Transcription-coupled chromatin dynamics revealed by the TriTag system. (A) Colocalization of dCas9-GFP_14X and stdMCP-tdTomato demonstrates the transcription status of LMNA alleles. BFP-LMNA was captured to highlight the nuclear membrane. Scale bar: 5 μm. (B) Movement trajectories of dCas9-GFP_14X spots representing the two indicated loci in (A). The trajectory lengths are 400 frames with 0.25 s per frame. Scale bars: 100 nm. (C) The averaged mean square displacement (MSD) curves of LMNA loci with (TF on) or without (TF off) transcription. The data are displayed as means ± SEM for 44 pairs of alleles. Each pair was from the same cell, with one active and the other one silent. The shaded areas represent the SEM. (D, E) Quantifications of the confinement area (D) and the microscopic diffusion coefficient (E) estimated from the MSD curves in (C). Red line at the center of each box denotes the median value, top and bottom edges indicate the 25th and 75th percentiles, respectively. (F) Live-cell imaging snapshots of a cell showing chromatin dynamics and transcriptional activation of the HSPA1A gene under the stress condition (42°C, 0.03% CO₂).
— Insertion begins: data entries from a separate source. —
use crate::{
    api::handlers::{admin, health, root},
    dispatch::{CodeDispatcher, HttpDispatcher, LogDispatcher},
    gate::{Gate, GateDeps, clock::Clock, clock::SystemClock, config::GateConfig},
    identity::{IdentityProvider, MemoryIdentityProvider, RestIdentityProvider},
    store::{
        AdminDirectory, CodeRepository, SessionStore,
        memory::{MemoryAdminDirectory, MemoryCodeRepository, MemorySessionStore},
        postgres::{PgAdminDirectory, PgCodeRepository, PgSessionStore},
    },
};
use anyhow::{Context, Result, anyhow};
use axum::{
    Extension, Router,
    body::Body,
    extract::MatchedPath,
    http::{
        HeaderName, HeaderValue, Method, Request,
        header::{AUTHORIZATION, CONTENT_TYPE},
    },
    middleware,
    routing::{get, options},
};
use secrecy::SecretString;
use sqlx::{PgPool, postgres::PgPoolOptions};
use std::{sync::Arc, time::Duration};
use tokio::net::TcpListener;
use tower::ServiceBuilder;
use tower_http::{
    cors::{AllowOrigin, CorsLayer},
    request_id::PropagateRequestIdLayer,
    set_header::SetRequestHeaderLayer,
    trace::TraceLayer,
};
use tracing::{Span, info, info_span, warn};
use ulid::Ulid;
use url::Url;
use utoipa_axum::router::OpenApiRouter;

pub(crate) mod handlers;
mod openapi;
pub mod sweeper;

pub use openapi::openapi;
use sweeper::{SweeperConfig, spawn_sweeper};

/// Build the public API router with all documented routes registered.
#[must_use]
pub fn router() -> OpenApiRouter {
    openapi::api_router()
}

/// Which backend holds codes, sessions and administrator records.
#[derive(Clone, Debug)]
pub enum Storage {
    Postgres(PgPool),
    Memory,
}

/// Repository handles for one storage backend.
#[derive(Clone)]
pub struct Backends {
    pub storage: Storage,
    pub admins: Arc<dyn AdminDirectory>,
    pub codes: Arc<dyn CodeRepository>,
    pub sessions: Arc<dyn SessionStore>,
}

impl Backends {
    #[must_use]
    pub fn memory() -> Self {
        Self {
            storage: Storage::Memory,
            admins: Arc::new(MemoryAdminDirectory::new()),
            codes: Arc::new(MemoryCodeRepository::new()),
            sessions: Arc::new(MemorySessionStore::new()),
        }
    }

    #[must_use]
    pub fn postgres(pool: PgPool) -> Self {
        Self {
            admins: Arc::new(PgAdminDirectory::new(pool.clone())),
            codes: Arc::new(PgCodeRepository::new(pool.clone())),
            sessions: Arc::new(PgSessionStore::new(pool.clone())),
            storage: Storage::Postgres(pool),
        }
    }

    /// Connect to PostgreSQL.
    /// # Errors
    /// Return error if the database is unreachable
    pub async fn connect(dsn: &str) -> Result<Self> {
        let pool = PgPoolOptions::new()
            .min_connections(1)
            .max_connections(5)
            .max_lifetime(Duration::from_secs(60 * 2))
            .test_before_acquire(true)
            .connect(dsn)
            .await
            .context("Failed to connect to database")?;
        Ok(Self::postgres(pool))
    }
}

/// How primary credentials are checked.
#[derive(Debug)]
pub enum IdentityBackend {
    Rest {
        base_url: Url,
        api_key: SecretString,
    },
    /// Local accounts, `(email, secret)` pairs.
    Memory {
        accounts: Vec<(String, SecretString)>,
    },
}

/// Where one-time codes are sent.
#[derive(Debug)]
pub enum DispatchBackend {
    Http {
        url: Url,
        token: Option<SecretString>,
    },
    Log,
}

#[derive(Debug)]
pub struct ServerConfig {
    pub gate: GateConfig,
    pub identity: IdentityBackend,
    pub dispatch: DispatchBackend,
    pub sweeper: SweeperConfig,
    /// Emails granted the admin role on start-up (in-memory storage only).
    pub seed_admins: Vec<String>,
}

/// Assemble the gate from the configured collaborators.
/// # Errors
/// Return error if an HTTP client cannot be built or seeding fails
pub async fn build_gate(
    config: &ServerConfig,
    backends: &Backends,
    clock: Arc<dyn Clock>,
) -> Result<Gate> {
    let session_ttl = config.gate.session_timeout();

    let identity: Arc<dyn IdentityProvider> = match &config.identity {
        IdentityBackend::Rest { base_url, api_key } => Arc::new(RestIdentityProvider::new(
            base_url.clone(),
            api_key.clone(),
            backends.sessions.clone(),
            clock.clone(),
            session_ttl,
        )?),
        IdentityBackend::Memory { accounts } => {
            warn!("Using in-memory identity provider; do not use in production");
            let provider =
                MemoryIdentityProvider::new(backends.sessions.clone(), clock.clone(), session_ttl);
            for (email, secret) in accounts {
                provider.add_account(email, secret).await;
            }
            Arc::new(provider)
        }
    };

    let dispatcher: Arc<dyn CodeDispatcher> = match &config.dispatch {
        DispatchBackend::Http { url, token } => {
            Arc::new(HttpDispatcher::new(url.clone(), token.clone())?)
        }
        DispatchBackend::Log => Arc::new(LogDispatcher),
    };

    if !config.seed_admins.is_empty() {
        if !matches!(backends.storage, Storage::Memory) {
            return Err(anyhow!(
                "--seed-admin is only supported with in-memory storage; use `admin grant`"
            ));
        }
        for email in &config.seed_admins {
            backends
                .admins
                .grant(email)
                .await
                .with_context(|| format!("Failed to seed administrator {email}"))?;
        }
    }

    Ok(Gate::with_clock(
        config.gate.clone(),
        GateDeps {
            identity,
            admins: backends.admins.clone(),
            codes: backends.codes.clone(),
            dispatcher,
        },
        clock,
    ))
}

/// Build the full application: documented routes, the guarded admin
/// surface, and the shared middleware stack.
/// # Errors
/// Return error if the frontend base URL is invalid
pub fn app(gate: Arc<Gate>, storage: Storage) -> Result<Router> {
    let frontend_origin = frontend_origin(gate.config().frontend_base_url())?;
    let cors = CorsLayer::new()
        .allow_headers([CONTENT_TYPE, AUTHORIZATION])
        .allow_methods([Method::GET, Method::POST])
        .allow_origin(AllowOrigin::exact(frontend_origin))
        .allow_credentials(true);

    let (admin_routes, _admin_openapi) = openapi::admin_router().split_for_parts();
    let admin_routes = admin_routes.route_layer(middleware::from_fn(admin::require_admin));

    // Non-doc routes like `/` and preflight-only `OPTIONS /health` are added here.
    let (router, _openapi) = router().split_for_parts();
    let app = router
        .merge(admin_routes)
        .route("/", get(root::root))
        .route("/health", options(health::health))
        .layer(
            ServiceBuilder::new()
                .layer(SetRequestHeaderLayer::if_not_present(
                    HeaderName::from_static("x-request-id"),
                    |_req: &_| HeaderValue::from_str(Ulid::new().to_string().as_str()).ok(),
                ))
                .layer(PropagateRequestIdLayer::new(HeaderName::from_static(
                    "x-request-id",
                )))
                .layer(TraceLayer::new_for_http().make_span_with(make_span))
                .layer(cors)
                .layer(Extension(gate))
                .layer(Extension(storage)),
        );

    Ok(app)
}

/// Start the server
/// # Errors
/// Return error if failed to start the server
pub async fn new(port: u16, dsn: Option<String>, config: ServerConfig) -> Result<()> {
    let backends = match dsn.as_deref() {
        Some(dsn) => Backends::connect(dsn).await?,
        None => {
            warn!("No DSN configured; codes, sessions and administrators live in memory");
            Backends::memory()
        }
    };

    let clock: Arc<dyn Clock> = Arc::new(SystemClock);
    let gate = Arc::new(build_gate(&config, &backends, clock.clone()).await?);

    let _sweeper = spawn_sweeper(
        backends.codes.clone(),
        backends.sessions.clone(),
        clock,
        config.sweeper,
    );

    let app = app(gate, backends.storage)?;

    let listener = TcpListener::bind(format!("::0:{port}")).await?;

    info!("Listening on [::]:{}", port);

    axum::serve(listener, app.into_make_service())
        .with_graceful_shutdown(async {
            if let Err(err) = tokio::signal::ctrl_c().await {
                warn!("Failed to listen for shutdown signal: {err}");
            }
            info!("Gracefully shutdown");
        })
        .await?;

    Ok(())
}

fn make_span(request: &Request<Body>) -> Span {
    let request_id = request
        .headers()
        .get("x-request-id")
        .and_then(|val| val.to_str().ok())
        .unwrap_or("none");
    let matched_path = request
        .extensions()
        .get::<MatchedPath>()
        .map_or_else(|| request.uri().path(), MatchedPath::as_str);

    info_span!(
        "http.request",
        http.method = %request.method(),
        http.route = matched_path,
        request_id
    )
}

fn frontend_origin(frontend_base_url: &str) -> Result<HeaderValue> {
    let parsed = Url::parse(frontend_base_url)
        .with_context(|| format!("Invalid frontend base URL: {frontend_base_url}"))?;
    let host = parsed.host_str().ok_or_else(|| {
        anyhow!("Frontend base URL must include a valid host: {frontend_base_url}")
    })?;
    let port = parsed
        .port()
        .map_or_else(String::new, |port| format!(":{port}"));
    let origin = format!("{}://{}{}", parsed.scheme(), host, port);
    HeaderValue::from_str(&origin).context("Failed to build frontend origin header")
}

#[cfg(test)]
mod tests {
    use super::*;

    #[test]
    fn frontend_origin_strips_path() -> Result<()> {
        let origin = frontend_origin("https://portfolio.dev:8443/admin/")?;
        assert_eq!(origin, "https://portfolio.dev:8443");
        assert!(frontend_origin("not a url").is_err());
        Ok(())
    }

    #[tokio::test]
    async fn seed_admins_require_memory_storage() -> Result<()> {
        let pool = PgPoolOptions::new().connect_lazy("postgres://nobody@127.0.0.1:1/none")?;
        let config = ServerConfig {
            gate: GateConfig::new("http://localhost:5173".to_string()),
            identity: IdentityBackend::Memory { accounts: vec![] },
            dispatch: DispatchBackend::Log,
            sweeper: SweeperConfig::new(),
            seed_admins: vec!["owner@portfolio.dev".to_string()],
        };

        let result = build_gate(&config, &Backends::postgres(pool), Arc::new(SystemClock)).await;
        assert!(result.is_err());

        let memory = Backends::memory();
        build_gate(&config, &memory, Arc::new(SystemClock)).await?;
        assert!(memory.admins.is_admin("owner@portfolio.dev").await?);
        Ok(())
    }
}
See Movie S6 for dynamics. Scale bar: 5 μm. (G) Quantifications of the transcription activity (top) defined by the total intensity of stdMCP-tdTomato spots, and chromatin dynamics (bottom) by measuring the size of dCas9-GFP_14X spots, respectively. Three representative cells were measured, including the one from (F). (H) Live-cell imaging snapshots of a cell illustrating chromatin dynamics and transcription activation with the addition of triptolide under the same stress condition as (F). See Movie S7 for dynamics. Scale bar: 5 μm. (I) Quantifications were performed as those in (G) for the condition in (H). Three representative cells were analyzed, including the one from (H).